◆ ENTRIES PROVIDED:
++++++

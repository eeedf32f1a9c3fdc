// tplm — tmux project layout manager
// Named projects with declarative layouts, plus an interactive session picker.

mod action;
mod app;
mod config;
mod error;
mod event;
mod model;
mod ops;
mod tmux;
mod tui;
mod ui;

use std::path::{Path, PathBuf};

use anyhow::{bail, Context, Result};
use clap::{Parser, Subcommand};
use tracing_subscriber::{fmt, prelude::*, EnvFilter};

use app::App;
use config::Config;
use tmux::{query, session, TmuxCli};

const LOG_ENV: &str = "TPLM_LOG";

#[derive(Parser)]
#[command(name = "tplm", version, about = "tmux project layout manager")]
struct Cli {
    /// Path to config file
    #[arg(short, long, global = true)]
    config: Option<PathBuf>,

    /// Enable debug logging
    #[arg(short, long, global = true)]
    debug: bool,

    #[command(subcommand)]
    command: Option<Commands>,
}

#[derive(Subcommand)]
enum Commands {
    /// Interactive project/session picker (default)
    Picker,

    /// Open a project, building its session if needed, and switch to it
    Open {
        /// Project name from the config
        project: String,
    },

    /// List configured projects and live sessions
    List,

    /// Write a starter config file
    Init,
}

fn main() -> Result<()> {
    let cli = Cli::parse();
    let command = cli.command.unwrap_or(Commands::Picker);

    setup_logging(cli.debug, matches!(command, Commands::Picker))?;

    let config_path = match cli.config {
        Some(path) => path,
        None => Config::config_path().context("could not determine config directory")?,
    };

    match command {
        Commands::Init => {
            Config::write_example(&config_path)?;
            println!("Created starter config at {}", config_path.display());
            Ok(())
        }
        Commands::List => {
            let config = load_config(&config_path)?;
            let sessions = query::list_sessions(&TmuxCli).context("listing sessions")?;
            print!("{}", ops::format_list(&config, &sessions));
            Ok(())
        }
        Commands::Open { project } => {
            require_tmux()?;
            let config = load_config(&config_path)?;
            let Some(project) = config.find_project(&project) else {
                bail!("unknown project {:?} (see `tplm list`)", project);
            };
            ops::open_project(&TmuxCli, &config, project)
                .with_context(|| format!("opening {}", project.name))?;
            ops::switch_to(&TmuxCli, &project.name, session::is_inside_tmux())
        }
        Commands::Picker => {
            require_tmux()?;
            let config = load_config(&config_path)?;
            run_picker(config)
        }
    }
}

fn run_picker(config: Config) -> Result<()> {
    let mut app = App::new(config, TmuxCli, session::is_inside_tmux());

    let mut terminal = tui::init().context("terminal init failed")?;
    let result = app.run(&mut terminal);
    // Always restore terminal, even on error
    let _ = tui::restore(&mut terminal);
    result?;

    if let Some(err) = app.switch_error.take() {
        return Err(err);
    }
    if let Some(target) = app.attach_target.take() {
        session::attach_foreground(&target)?;
    }
    Ok(())
}

fn require_tmux() -> Result<()> {
    if !session::is_available() {
        bail!("tplm requires tmux on PATH");
    }
    Ok(())
}

/// A missing file at the default location is an empty config; a missing
/// `--config` file is an error.
fn load_config(path: &Path) -> Result<Config> {
    let is_default = Config::config_path().as_deref() == Some(path);
    if is_default && !path.exists() {
        tracing::debug!(path = %path.display(), "no config file");
        return Ok(Config::default());
    }
    Config::load(path).context("run `tplm init` to create a starter config")
}

fn setup_logging(debug: bool, to_file: bool) -> Result<()> {
    let filter = match std::env::var(LOG_ENV) {
        Ok(directives) if !directives.is_empty() => EnvFilter::try_new(directives)?,
        _ if debug => EnvFilter::new("debug"),
        _ => EnvFilter::new("info"),
    };

    if to_file {
        // The picker owns the screen; send logs to a file.
        let dir = dirs::cache_dir().unwrap_or_else(std::env::temp_dir).join("tplm");
        std::fs::create_dir_all(&dir)
            .with_context(|| format!("creating log directory {}", dir.display()))?;
        let file = std::fs::OpenOptions::new()
            .create(true)
            .append(true)
            .open(dir.join("tplm.log"))?;

        tracing_subscriber::registry()
            .with(fmt::layer().with_writer(file).with_ansi(false).with_target(false))
            .with(filter)
            .init();
    } else {
        tracing_subscriber::registry()
            .with(fmt::layer().with_writer(std::io::stderr).with_target(false))
            .with(filter)
            .init();
    }
    Ok(())
}
// Layout orchestration

pub mod confirm;
pub mod input;
pub mod picker_list;

use crate::app::{App, Mode};
use crate::tmux::Runner;
use crate::ui::{
    confirm::{kill_prompt, render_confirm},
    input::render_input,
    picker_list::render_picker,
};
use ratatui::{prelude::*, widgets::Paragraph};

/// Place a popup in the upper third of `area`.
pub fn popup_upper(area: Rect, w: u16, h: u16) -> Rect {
    let x = area.x + (area.width.saturating_sub(w)) / 2;
    let y = area.y + area.height / 3;
    Rect::new(x, y, w.min(area.width), h.min(area.height))
}

pub fn render<R: Runner>(frame: &mut Frame, app: &mut App<R>) {
    let area = frame.area();
    let [main_area, status_area] =
        Layout::vertical([Constraint::Min(0), Constraint::Length(1)]).areas(area);

    app.scroll = render_picker(frame, main_area, &app.items, app.cursor, app.scroll);
    render_status_bar(frame, status_area, app);
    render_overlay(frame, main_area, app);
}

fn render_overlay<R: Runner>(frame: &mut Frame, area: Rect, app: &App<R>) {
    match &app.mode {
        Mode::ConfirmKill => {
            if let Some(msg) = app.selected().and_then(kill_prompt) {
                render_confirm(frame, area, &msg);
            }
        }
        Mode::Rename(model) => {
            let title = format!("Rename session {}", model.old_name());
            render_input(frame, area, &model.input, &title);
        }
        Mode::Normal => {}
    }
}

fn mode_label<R: Runner>(app: &App<R>) -> &'static str {
    match app.mode {
        Mode::Normal => "NORMAL",
        Mode::ConfirmKill => "CONFIRM",
        Mode::Rename(_) => "RENAME",
    }
}

fn hints<R: Runner>(app: &App<R>) -> &'static str {
    match app.mode {
        Mode::Normal => "hjkl navigate  ⏎ select  d kill  r rename  R refresh  q quit",
        Mode::ConfirmKill => "(y)es  (n)o",
        Mode::Rename(_) => "⏎ confirm  Esc cancel",
    }
}

fn render_status_bar<R: Runner>(frame: &mut Frame, area: Rect, app: &App<R>) {
    let mode_text = format!(" [{}] ", mode_label(app));
    let badge_style = Style::default().fg(Color::Black).bg(Color::Yellow).bold();

    let ver = concat!(" v", env!("CARGO_PKG_VERSION"), " ");
    let ver_style = Style::default().fg(Color::DarkGray);

    let (left, left_style) = match &app.error {
        Some(err) => (format!(" Error: {}", err), Style::default().fg(Color::Red)),
        None => (format!(" {}", hints(app)), Style::default().fg(Color::Gray)),
    };

    let used = mode_text.chars().count() + left.chars().count() + ver.len();
    let pad = (area.width as usize).saturating_sub(used);
    let spans = vec![
        Span::styled(mode_text, badge_style),
        Span::styled(left, left_style),
        Span::raw(" ".repeat(pad)),
        Span::styled(ver, ver_style),
    ];
    frame.render_widget(Paragraph::new(Line::from(spans)), area);
}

++++++

◆ EXERCISE DESCRIPTION: For the string "terminal", return every line of the data where it appears.

◆ RESPONSE TO THIS TASK:
    let mut terminal = tui::init().context("terminal init failed")?;
    let result = app.run(&mut terminal);
    // Always restore terminal, even on error
    let _ = tui::restore(&mut terminal);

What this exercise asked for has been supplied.